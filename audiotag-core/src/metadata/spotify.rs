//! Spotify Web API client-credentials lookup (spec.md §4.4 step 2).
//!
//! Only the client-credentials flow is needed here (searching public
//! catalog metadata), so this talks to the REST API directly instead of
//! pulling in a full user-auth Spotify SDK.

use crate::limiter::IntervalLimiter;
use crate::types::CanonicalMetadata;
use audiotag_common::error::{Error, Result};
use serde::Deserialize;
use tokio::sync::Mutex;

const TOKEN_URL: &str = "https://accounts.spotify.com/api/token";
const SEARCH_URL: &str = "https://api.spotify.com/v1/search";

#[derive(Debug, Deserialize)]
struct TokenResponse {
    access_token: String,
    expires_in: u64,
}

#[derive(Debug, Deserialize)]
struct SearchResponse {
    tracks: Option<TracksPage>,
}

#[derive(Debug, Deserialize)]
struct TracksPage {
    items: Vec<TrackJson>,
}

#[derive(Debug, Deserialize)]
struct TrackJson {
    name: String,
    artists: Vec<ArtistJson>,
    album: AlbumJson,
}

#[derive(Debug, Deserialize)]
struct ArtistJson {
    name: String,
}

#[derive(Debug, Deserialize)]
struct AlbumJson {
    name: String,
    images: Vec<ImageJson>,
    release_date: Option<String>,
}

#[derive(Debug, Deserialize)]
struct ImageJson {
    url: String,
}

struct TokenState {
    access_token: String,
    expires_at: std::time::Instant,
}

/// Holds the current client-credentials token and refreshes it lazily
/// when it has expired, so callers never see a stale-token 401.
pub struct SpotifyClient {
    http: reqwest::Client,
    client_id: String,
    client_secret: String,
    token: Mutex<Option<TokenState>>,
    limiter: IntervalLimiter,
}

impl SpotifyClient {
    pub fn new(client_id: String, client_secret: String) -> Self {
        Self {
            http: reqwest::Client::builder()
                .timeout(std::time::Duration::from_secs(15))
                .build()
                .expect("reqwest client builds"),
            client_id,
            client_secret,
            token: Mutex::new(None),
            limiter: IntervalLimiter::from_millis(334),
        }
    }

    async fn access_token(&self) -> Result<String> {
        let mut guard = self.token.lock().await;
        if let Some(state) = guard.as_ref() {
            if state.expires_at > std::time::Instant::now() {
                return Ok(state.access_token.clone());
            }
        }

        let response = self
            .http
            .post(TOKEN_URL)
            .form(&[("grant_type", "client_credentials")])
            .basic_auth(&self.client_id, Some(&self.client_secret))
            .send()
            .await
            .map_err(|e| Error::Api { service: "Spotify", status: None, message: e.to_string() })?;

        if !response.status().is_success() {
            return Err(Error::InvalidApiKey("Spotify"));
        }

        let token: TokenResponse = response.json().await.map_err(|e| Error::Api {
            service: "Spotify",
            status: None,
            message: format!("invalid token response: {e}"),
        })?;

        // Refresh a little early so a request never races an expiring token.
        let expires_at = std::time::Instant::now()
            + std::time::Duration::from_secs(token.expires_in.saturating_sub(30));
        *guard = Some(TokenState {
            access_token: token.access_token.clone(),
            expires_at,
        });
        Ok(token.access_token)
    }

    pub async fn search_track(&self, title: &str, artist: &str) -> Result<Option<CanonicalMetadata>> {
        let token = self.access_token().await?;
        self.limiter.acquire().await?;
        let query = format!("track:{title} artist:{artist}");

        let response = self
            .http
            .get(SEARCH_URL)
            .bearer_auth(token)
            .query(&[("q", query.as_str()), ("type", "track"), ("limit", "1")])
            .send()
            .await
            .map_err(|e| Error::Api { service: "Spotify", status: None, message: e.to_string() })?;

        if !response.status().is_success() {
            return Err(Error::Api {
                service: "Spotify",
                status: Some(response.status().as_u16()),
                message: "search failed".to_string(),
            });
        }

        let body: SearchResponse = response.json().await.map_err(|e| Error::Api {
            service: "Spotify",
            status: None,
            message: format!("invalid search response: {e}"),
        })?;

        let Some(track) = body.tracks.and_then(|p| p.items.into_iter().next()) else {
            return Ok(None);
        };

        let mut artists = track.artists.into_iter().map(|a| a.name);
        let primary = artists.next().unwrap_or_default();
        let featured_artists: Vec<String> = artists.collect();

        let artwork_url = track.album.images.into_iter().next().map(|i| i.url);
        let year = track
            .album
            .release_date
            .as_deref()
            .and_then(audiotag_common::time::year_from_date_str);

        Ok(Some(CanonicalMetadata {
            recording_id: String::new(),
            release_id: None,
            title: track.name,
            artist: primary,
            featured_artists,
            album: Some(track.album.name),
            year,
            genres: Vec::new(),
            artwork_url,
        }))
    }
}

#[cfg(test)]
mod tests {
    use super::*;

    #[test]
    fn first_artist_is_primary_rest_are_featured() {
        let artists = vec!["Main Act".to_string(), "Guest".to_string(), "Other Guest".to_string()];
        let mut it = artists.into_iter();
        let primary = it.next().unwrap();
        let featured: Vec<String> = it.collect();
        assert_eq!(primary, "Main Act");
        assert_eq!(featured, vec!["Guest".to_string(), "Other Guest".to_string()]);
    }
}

########################################

:: What is required ::
In the listing above, find every line with the word "const" and copy it.

:: Your solution ::
const TOKEN_URL: &str = "https://accounts.spotify.com/api/token";
const SEARCH_URL: &str = "https://api.spotify.com/v1/search";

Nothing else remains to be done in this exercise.